WHAT YOU SHOULD DO:
If a line in the listing below holds the word "held", it counts toward the total; report that total alone.

AVAILABLE DATA:
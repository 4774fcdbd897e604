//! # Note Tracking Module
//!
//! Turns the per-frame stream of pitch estimates into discrete Attack and
//! Release events for a monophonic instrument.
//!
//! Two pieces cooperate on every tick:
//! - [`Gate`] decides from the frame level and the operating mode whether
//!   notes may sound at all.
//! - [`NoteTracker`] compares the current pitch against the note it holds
//!   and emits a [`Transition`] only when something changes.
//!
//! The pitch index itself is not smoothed. A voice hovering on the boundary
//! between two semitones will alternate between them.

use serde::{Deserialize, Serialize};

use crate::tuning::PitchIndex;

/// Whether a note starts or ends.
#[derive(Debug, Clone, Copy, PartialEq, Eq, Hash, Serialize, Deserialize)]
#[serde(rename_all = "snake_case")]
pub enum NoteEventKind {
    Attack,
    Release,
}

/// A single onset or offset, timestamped in seconds on the driver clock.
#[derive(Debug, Clone, Copy, PartialEq, Serialize, Deserialize)]
pub struct NoteEvent {
    pub kind: NoteEventKind,
    pub pitch: PitchIndex,
    pub time: f64,
}

impl NoteEvent {
    pub fn attack(pitch: PitchIndex, time: f64) -> Self {
        Self {
            kind: NoteEventKind::Attack,
            pitch,
            time,
        }
    }

    pub fn release(pitch: PitchIndex, time: f64) -> Self {
        Self {
            kind: NoteEventKind::Release,
            pitch,
            time,
        }
    }

    /// Note label for the synthesizer, e.g. "A4".
    pub fn label(&self) -> String {
        self.pitch.name()
    }
}

/// The events produced by one tracker update.
///
/// When both are present the release always comes first.
#[derive(Debug, Clone, Copy, PartialEq, Default)]
pub struct Transition {
    pub release: Option<NoteEvent>,
    pub attack: Option<NoteEvent>,
}

impl Transition {
    pub fn is_empty(&self) -> bool {
        self.release.is_none() && self.attack.is_none()
    }

    /// Events in emission order.
    pub fn events(&self) -> impl Iterator<Item = NoteEvent> + '_ {
        self.release.iter().chain(self.attack.iter()).copied()
    }
}

/// How the amplitude gate opens and closes.
#[derive(Debug, Clone, Copy, PartialEq, Default, Serialize, Deserialize)]
#[serde(rename_all = "snake_case")]
pub enum GatePolicy {
    /// Armed exactly while the level is above the sensitivity.
    #[default]
    Instantaneous,
    /// Opens above the sensitivity, closes only once the level falls to
    /// `sensitivity * release_ratio` or below.
    Hysteresis { release_ratio: f32 },
}

/// Amplitude gate deciding whether note production is armed.
///
/// Always fed the instantaneous RMS of the frame, never a smoothed level.
#[derive(Debug, Clone, Copy, PartialEq)]
pub struct Gate {
    policy: GatePolicy,
    armed: bool,
}

impl Gate {
    pub fn new(policy: GatePolicy) -> Self {
        Self {
            policy,
            armed: false,
        }
    }

    pub fn policy(&self) -> GatePolicy {
        self.policy
    }

    pub fn is_armed(&self) -> bool {
        self.armed
    }

    /// Updates and returns the armed state for this tick.
    pub fn update(&mut self, rms: f32, sensitivity: f32, notes_permitted: bool) -> bool {
        self.armed = if !notes_permitted {
            false
        } else {
            match self.policy {
                GatePolicy::Instantaneous => rms > sensitivity,
                GatePolicy::Hysteresis { release_ratio } => {
                    if self.armed {
                        rms > sensitivity * release_ratio
                    } else {
                        rms > sensitivity
                    }
                }
            }
        };
        self.armed
    }

    /// Closes the gate immediately, e.g. on a mode switch.
    pub fn close(&mut self) {
        self.armed = false;
    }
}

/// Holds at most one sounding note and reports changes to it.
#[derive(Debug, Clone, Copy, PartialEq, Eq, Default)]
pub struct NoteTracker {
    active: Option<PitchIndex>,
}

impl NoteTracker {
    pub fn new() -> Self {
        Self::default()
    }

    /// The note currently held, if any.
    pub fn active(&self) -> Option<PitchIndex> {
        self.active
    }

    /// Feeds one tick worth of input.
    ///
    /// # Arguments
    /// * `pitch` - Quantized estimate for this frame
    /// * `armed` - Gate state for this frame
    /// * `time` - Timestamp attached to any emitted events
    pub fn update(&mut self, pitch: Option<PitchIndex>, armed: bool, time: f64) -> Transition {
        match (armed, pitch) {
            (true, Some(pitch)) if self.active == Some(pitch) => Transition::default(),
            (true, Some(pitch)) => {
                let release = self.active.map(|held| NoteEvent::release(held, time));
                self.active = Some(pitch);
                Transition {
                    release,
                    attack: Some(NoteEvent::attack(pitch, time)),
                }
            }
            _ => self.release_all(time),
        }
    }

    /// Releases the held note, if there is one.
    pub fn release_all(&mut self, time: f64) -> Transition {
        Transition {
            release: self.active.take().map(|held| NoteEvent::release(held, time)),
            attack: None,
        }
    }
}

#[cfg(test)]
mod tests {
    use super::*;

    const A4: PitchIndex = PitchIndex(69);
    const B4: PitchIndex = PitchIndex(71);

    #[test]
    fn sustained_pitch_attacks_once() {
        let mut tracker = NoteTracker::new();
        let mut attacks = 0;
        let mut releases = 0;
        for tick in 0..10 {
            let transition = tracker.update(Some(A4), true, tick as f64 / 60.0);
            for event in transition.events() {
                match event.kind {
                    NoteEventKind::Attack => attacks += 1,
                    NoteEventKind::Release => releases += 1,
                }
            }
        }
        assert_eq!(attacks, 1);
        assert_eq!(releases, 0);
        assert_eq!(tracker.active(), Some(A4));
    }

    #[test]
    fn pitch_change_releases_before_attacking() {
        let mut tracker = NoteTracker::new();
        tracker.update(Some(A4), true, 0.0);
        let transition = tracker.update(Some(B4), true, 0.5);
        let events: Vec<_> = transition.events().collect();
        assert_eq!(events, vec![NoteEvent::release(A4, 0.5), NoteEvent::attack(B4, 0.5)]);
        assert_eq!(tracker.active(), Some(B4));
    }

    #[test]
    fn disarm_releases_exactly_once() {
        let mut tracker = NoteTracker::new();
        tracker.update(Some(A4), true, 0.0);

        let first = tracker.update(Some(A4), false, 0.1);
        assert_eq!(first.release, Some(NoteEvent::release(A4, 0.1)));
        assert_eq!(first.attack, None);

        let second = tracker.update(Some(A4), false, 0.2);
        assert!(second.is_empty());
        assert_eq!(tracker.active(), None);
    }

    #[test]
    fn losing_the_pitch_releases() {
        let mut tracker = NoteTracker::new();
        tracker.update(Some(A4), true, 0.0);
        let transition = tracker.update(None, true, 0.1);
        assert_eq!(transition.release, Some(NoteEvent::release(A4, 0.1)));
        assert!(tracker.update(None, true, 0.2).is_empty());
    }

    #[test]
    fn nothing_happens_while_idle() {
        let mut tracker = NoteTracker::new();
        assert!(tracker.update(Some(A4), false, 0.0).is_empty());
        assert!(tracker.update(None, false, 0.1).is_empty());
        assert!(tracker.release_all(0.2).is_empty());
    }

    #[test]
    fn instantaneous_gate_follows_level() {
        let mut gate = Gate::new(GatePolicy::Instantaneous);
        assert!(gate.update(0.05, 0.01, true));
        assert!(!gate.update(0.009, 0.01, true));
        assert!(!gate.update(0.01, 0.01, true));
        assert!(!gate.update(0.5, 0.01, false));
    }

    #[test]
    fn hysteresis_gate_holds_through_shallow_dip() {
        let mut gate = Gate::new(GatePolicy::Hysteresis { release_ratio: 0.5 });
        assert_eq!(gate.policy(), GatePolicy::Hysteresis { release_ratio: 0.5 });
        assert!(!gate.update(0.008, 0.01, true));
        assert!(gate.update(0.02, 0.01, true));
        assert!(gate.is_armed());
        // Below the sensitivity but above the release level.
        assert!(gate.update(0.007, 0.01, true));
        assert!(!gate.update(0.004, 0.01, true));
        // Re-arming needs the full sensitivity again.
        assert!(!gate.update(0.007, 0.01, true));
    }

    #[test]
    fn mode_denial_overrides_hysteresis() {
        let mut gate = Gate::new(GatePolicy::Hysteresis { release_ratio: 0.5 });
        assert!(gate.update(0.5, 0.01, true));
        assert!(!gate.update(0.5, 0.01, false));

        gate.update(0.5, 0.01, true);
        gate.close();
        assert!(!gate.is_armed());
    }
}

SOLUTION:
4